We know that insurance fraud costs us all money, but we often fail to consider other harm to consumers. Sure, the financial impact is notorious…We all pay for health insurance fraud because the government and insurance company payers PASS THOSE COSTS onto consumers.
With billions of dollars at stake you would think that Obamacare would have taken steps to make pursuing fraud, tracking down the perpetrators and punishing them extremely harshly a priority instead of a non-issue.
When it comes to health insurance fraud, Obamacare is a dismal failure because it not only forces people to purchase health insurance products that keep getting more and more expensive while providing less and less coverage for needed medical services, but it actually discourages health insurance companies from going after fraudulent claims as part of the 80-20 rule that requires insurers to spend no more than 20 percent of their earnings on administrative costs and profits of which going after fraud is considered, making it less likely to be pursued than if it had been included as part of the 80 percent insurers can spend on medical claims and quality improvement plans.

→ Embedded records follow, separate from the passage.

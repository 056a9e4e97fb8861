//! Triangles.

use super::shape::BOUNDARY_TOLERANCE;
use super::{Intersection, Polygon, Ray, Segment, Shape};
use crate::math::{Vec2, Vec2Ext, direction_from_angle, sign};

/// Triangle over three local nodes.
#[derive(Debug, Clone, PartialEq)]
pub struct Triangle {
    pub center: Vec2,
    pub direction: Vec2,
    pub a: Vec2,
    pub b: Vec2,
    pub c: Vec2,
}

impl Triangle {
    pub fn new(a: Vec2, b: Vec2, c: Vec2) -> Self {
        Self {
            center: Vec2::ZERO,
            direction: Vec2::X,
            a,
            b,
            c,
        }
    }

    pub fn with_center(mut self, center: Vec2) -> Self {
        self.center = center;
        self
    }

    pub fn with_angle(mut self, angle: f32) -> Self {
        self.direction = direction_from_angle(angle);
        self
    }

    pub fn with_direction(mut self, direction: Vec2) -> Self {
        self.direction = direction.normalize_or_zero();
        self
    }

    /// Twice the signed area of the local nodes.
    fn doubled_area(&self) -> f32 {
        self.a.cross(self.b) + self.b.cross(self.c) + self.c.cross(self.a)
    }

    /// +1 for counter-clockwise nodes, -1 for clockwise, 0 when collinear.
    pub fn winding(&self) -> f32 {
        sign(self.doubled_area())
    }

    /// Nodes in the parent frame.
    pub fn nodes(&self) -> [Vec2; 3] {
        let frame = self.frame();
        [frame.from_local(self.a), frame.from_local(self.b), frame.from_local(self.c)]
    }

    pub fn segments(&self) -> [Segment; 3] {
        let [a, b, c] = self.nodes();
        [Segment::new(a, b), Segment::new(b, c), Segment::new(c, a)]
    }

    pub fn to_polygon(&self) -> Polygon {
        Polygon::new(vec![self.a, self.b, self.c])
            .with_center(self.center)
            .with_direction(self.direction)
    }

    /// Barycentric weights `[w_a, w_b, w_c]` of a parent-frame point.
    pub fn coords(&self, point: Vec2) -> [f32; 3] {
        let p = self.frame().to_local(point);
        let (a, b, c) = (self.a, self.b, self.c);
        let d = self.doubled_area();
        [
            (p.cross(b) + b.cross(c) + c.cross(p)) / d,
            (a.cross(p) + p.cross(c) + c.cross(a)) / d,
            (a.cross(b) + b.cross(p) + p.cross(a)) / d,
        ]
    }

    pub fn point_from_coords(&self, weights: [f32; 3]) -> Vec2 {
        self.frame()
            .from_local(weights[0] * self.a + weights[1] * self.b + weights[2] * self.c)
    }
}

impl Shape for Triangle {
    fn center(&self) -> Vec2 {
        self.center
    }

    fn direction(&self) -> Vec2 {
        self.direction
    }

    fn area(&self) -> f32 {
        0.5 * self.doubled_area().abs()
    }

    fn centroid(&self) -> Vec2 {
        self.frame().from_local((self.a + self.b + self.c) / 3.0)
    }

    fn start_point(&self) -> Vec2 {
        self.frame().from_local(self.a)
    }

    fn contains(&self, point: Vec2) -> bool {
        if self.doubled_area() == 0.0 {
            return false;
        }
        self.coords(point)
            .iter()
            .all(|w| (-BOUNDARY_TOLERANCE..=1.0 + BOUNDARY_TOLERANCE).contains(w))
    }

    fn closest_point_to(&self, point: Vec2) -> Vec2 {
        self.to_polygon().closest_point_to(point)
    }

    fn hit(&self, ray: &Ray, nearest: bool) -> Option<Intersection> {
        self.to_polygon().hit(ray, nearest)
    }
}

#[cfg(test)]
mod tests {
    use super::*;

    fn sample() -> Triangle {
        Triangle::new(Vec2::new(-1.0, -0.5), Vec2::new(1.0, -0.5), Vec2::new(0.0, 1.0))
    }

    #[test]
    fn test_coords_at_nodes_and_centroid() {
        let triangle = sample();
        assert_eq!(triangle.coords(Vec2::new(-1.0, -0.5)), [1.0, 0.0, 0.0]);
        let centroid = triangle.coords(triangle.centroid());
        for w in centroid {
            assert!((w - 1.0 / 3.0).abs() < 1e-6);
        }
    }

    #[test]
    fn test_coords_match_polygon() {
        let triangle = sample().with_center(Vec2::new(0.0, 2.0)).with_angle(0.8);
        let polygon = triangle.to_polygon();
        let point = triangle.centroid() + Vec2::new(0.2, 0.1);
        let expected = triangle.coords(point);
        let weights = polygon.coords(point);
        for (w, e) in weights.iter().zip(expected) {
            assert!((w - e).abs() < 1e-5);
        }
        assert!(triangle.point_from_coords(expected).abs_diff_eq(point, 1e-5));
    }

    #[test]
    fn test_contains() {
        let triangle = sample().with_center(Vec2::new(0.0, 2.0));
        assert!(triangle.contains(Vec2::new(0.0, 2.0)));
        assert!(!triangle.contains(Vec2::new(0.9, 2.9)));
        assert!(!triangle.contains(Vec2::new(0.0, 1.0)));
    }

    #[test]
    fn test_hit_delegates_to_edges() {
        let triangle = sample();
        let ray = Ray::new(Vec2::new(0.0, -5.0), Vec2::Y);
        let near = triangle.hit(&ray, true).unwrap();
        assert!(near.point.abs_diff_eq(Vec2::new(0.0, -0.5), 1e-6));
        assert!(near.normal.abs_diff_eq(-Vec2::Y, 1e-6));
    }

    #[test]
    fn test_measures_and_winding() {
        let triangle = sample();
        assert!((triangle.area() - 1.5).abs() < 1e-6);
        assert_eq!(triangle.winding(), 1.0);
        let flipped = Triangle::new(triangle.a, triangle.c, triangle.b);
        assert_eq!(flipped.winding(), -1.0);
        assert!(flipped.contains(Vec2::ZERO));
        assert_eq!(triangle.start_point(), Vec2::new(-1.0, -0.5));
    }
}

The government itself as a payer has fraud as such a low priority under Obamacare that after a government investigation found that Obamacare payouts and enrollment were fraught with fraud, a CMS worker stated: “CMS admits that its contractors aren’t required to detect fraud…” (http://news.investors.com/ibd-editorials-obama-care/071615-762040-investigators-kept-bogus-obamacare-accounts-going-for-more-than-a-year.htm).
But fraud has other consequences as illustrated in the LA TIMES in an article by Richard Winton and Matt Hamilton, 9/15/2015, “Patients scarred, insurance firms duped in massive scam, L.A. County prosecutors say,” http://www.latimes.com/local/lanow/la-me-ln-indictment-doctor-lawyer-massive-medical-fraud-20150915-story.html.

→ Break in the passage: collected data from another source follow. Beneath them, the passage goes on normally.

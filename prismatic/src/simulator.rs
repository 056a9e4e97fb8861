//! Multi-bounce beam simulation.
//!
//! Rays are processed one bounce iteration at a time. Every ray in the current
//! frontier is cast once, searching up to the model size; hits spawn a
//! reflected and (unless totally internally reflected) a refracted child into
//! the next frontier. A ray that hits nothing is drawn to its reach: the model
//! size for source rays, half of it for children. Facing mirrors bounce
//! forever, so the bounce limit is what ends a pass.

use std::time::{Duration, Instant};

use crate::color::Color;
use crate::config::{LightSource, SimulationDesc};
use crate::error::Result;
use crate::geometry::Ray;
use crate::math::Vec2;
use crate::scene::{RayHit, RayTracer};

/// A ray segment produced by the simulator, ready to draw.
#[derive(Debug, Clone, Copy, PartialEq)]
pub struct TracedRay {
    pub ray: Ray,
    pub color: Color,
    /// Length drawn when the ray hits nothing.
    pub reach: f32,
    /// Length actually travelled: the hit distance, or `reach` on a miss.
    pub distance: f32,
    /// Number of bounces between the light source and this ray.
    pub generation: u32,
    /// Set when the bounce limit stopped the ray before it was cast.
    pub truncated: bool,
}

impl TracedRay {
    fn spawn(ray: Ray, color: Color, reach: f32, generation: u32) -> Self {
        Self {
            ray,
            color,
            reach,
            distance: reach,
            generation,
            truncated: false,
        }
    }

    pub fn end_point(&self) -> Vec2 {
        self.ray.point_along(self.distance)
    }
}

/// Counters collected during one simulation pass.
#[derive(Debug, Clone, Default, PartialEq)]
pub struct TraceStats {
    /// Bounce iterations executed
    pub iterations: u32,
    /// Frontier size at the start of each iteration
    pub frontier_sizes: Vec<usize>,
    pub hits: usize,
    pub reflections: usize,
    pub refractions: usize,
    pub total_internal_reflections: usize,
    /// Rays still pending when the bounce limit was reached
    pub truncated: usize,
    pub elapsed: Duration,
}

/// Output of one simulation pass.
#[derive(Debug, Clone, Default)]
pub struct Trace {
    pub rays: Vec<TracedRay>,
    pub stats: TraceStats,
}

pub struct BounceSimulator {
    desc: SimulationDesc,
}

impl BounceSimulator {
    pub fn new(desc: SimulationDesc) -> Result<Self> {
        desc.validate()?;
        Ok(Self { desc })
    }

    pub fn desc(&self) -> &SimulationDesc {
        &self.desc
    }

    /// Traces `source` through the scene seen by `tracer`.
    pub fn run<T: RayTracer + ?Sized>(&self, tracer: &T, source: &LightSource) -> Trace {
        let started = Instant::now();
        let mut stats = TraceStats::default();
        let mut rays = Vec::new();

        let mut frontier: Vec<TracedRay> = source
            .rays()
            .into_iter()
            .map(|ray| TracedRay::spawn(ray, source.color, self.desc.model_size, 0))
            .collect();
        let mut next = Vec::new();
        let mut bounce = 0;

        while !frontier.is_empty() && bounce <= self.desc.max_bounces {
            bounce += 1;
            stats.frontier_sizes.push(frontier.len());

            for mut traced in frontier.drain(..) {
                let hit = tracer.cast_ray(
                    &traced.ray,
                    self.desc.min_hit_distance,
                    self.desc.model_size,
                );
                if let Some(hit) = hit {
                    traced.distance = hit.distance;
                    stats.hits += 1;
                    self.split(&traced, &hit, source.color, &mut next, &mut stats);
                }
                rays.push(traced);
            }
            std::mem::swap(&mut frontier, &mut next);
        }

        stats.iterations = bounce;
        stats.truncated = frontier.len();
        rays.extend(frontier.into_iter().map(|mut traced| {
            traced.truncated = true;
            traced
        }));
        stats.elapsed = started.elapsed();

        log::debug!(
            "Traced {} rays in {} iterations ({} hits, {} reflections, {} refractions, {} total internal reflections, {} truncated) in {:?}",
            rays.len(),
            stats.iterations,
            stats.hits,
            stats.reflections,
            stats.refractions,
            stats.total_internal_reflections,
            stats.truncated,
            stats.elapsed
        );

        Trace { rays, stats }
    }

    fn split(
        &self,
        parent: &TracedRay,
        hit: &RayHit,
        base_color: Color,
        next: &mut Vec<TracedRay>,
        stats: &mut TraceStats,
    ) {
        let direction = parent.ray.direction();
        let normal = if direction.dot(hit.normal) > 0.0 {
            -hit.normal
        } else {
            hit.normal
        };
        let reach = 0.5 * self.desc.model_size;
        let generation = parent.generation + 1;
        let tint = |factor: f32| {
            hit.color
                .blend(base_color, factor)
                .with_alpha(self.desc.child_alpha)
        };

        let reflected = parent.ray.reflect_from(hit.point, normal);
        next.push(TracedRay::spawn(
            reflected,
            tint(self.desc.reflection_blend),
            reach,
            generation,
        ));
        stats.reflections += 1;

        match parent
            .ray
            .refract_from(hit.point, normal, self.desc.refractive_index)
        {
            Some(refracted) => {
                next.push(TracedRay::spawn(
                    refracted,
                    tint(self.desc.refraction_blend),
                    reach,
                    generation,
                ));
                stats.refractions += 1;
            }
            None => stats.total_internal_reflections += 1,
        }

        log::trace!(
            "{} hit at {} (t = {}), generation {}",
            hit.object,
            hit.point,
            hit.distance,
            generation
        );
    }
}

Lives are ruined by our system’s laziness in going after fraudulent providers opting instead to support policies that pass the costs of that fraud onto consumer taxpayers and patients.
You can read the details of “Dr.” Munir Uwaydah’s stark example of a system that doesn’t work at the cite above.
For a consumer website like this, the issue is needed change to Obamacare INCLUDING rewarding health insurers and consumers monetarily for the discovery and reporting of fraud, speeding up the process for the prosecution of fraud, and the automatic suspension of medical licenses and the ability to have a practice where allegations of fraud that jeopardized patient health are under investigation.
If you read the article you’ll see the need for these changes.
Facts: More than $150 million was billed to insurance companies for “…medical evaluations that never occurred,…evaluations that never occurred,…falsified…records to justify surgeries, some of which were unnecessary.”
There are also allegations of “…illegally referred patients to Uwaydah’s clinics in exchange for up to $10,000 a month,” and surgeries “…performed by a physician’s assistant.”
The investigation has been going on for FIVE YEARS.
In 2010 Uwaydah had his license suspended for two years when a Medical Board determined he had committed “gross negligence…in 2005 [when] he allowed his physician's assistant to conduct procedures while patients were under anesthesia.” His license wasn’t canceled until 2013. http://www.latimes.com/local/lanow/la-me-ln-indictment-doctor-lawyer-massive-medical-fraud-20150915-story.html.
Obamacare’s UNWILLINGNESS to create the obligation of both governmental and private insurers to actively pursue fraud, place strict timelines on how fast such investigations must proceed, demand that Medical Board’s act on allegations that involve patient safety within a REASONABLE time are all easily addressed in a system that considers consumers. Obamacare is not such a system.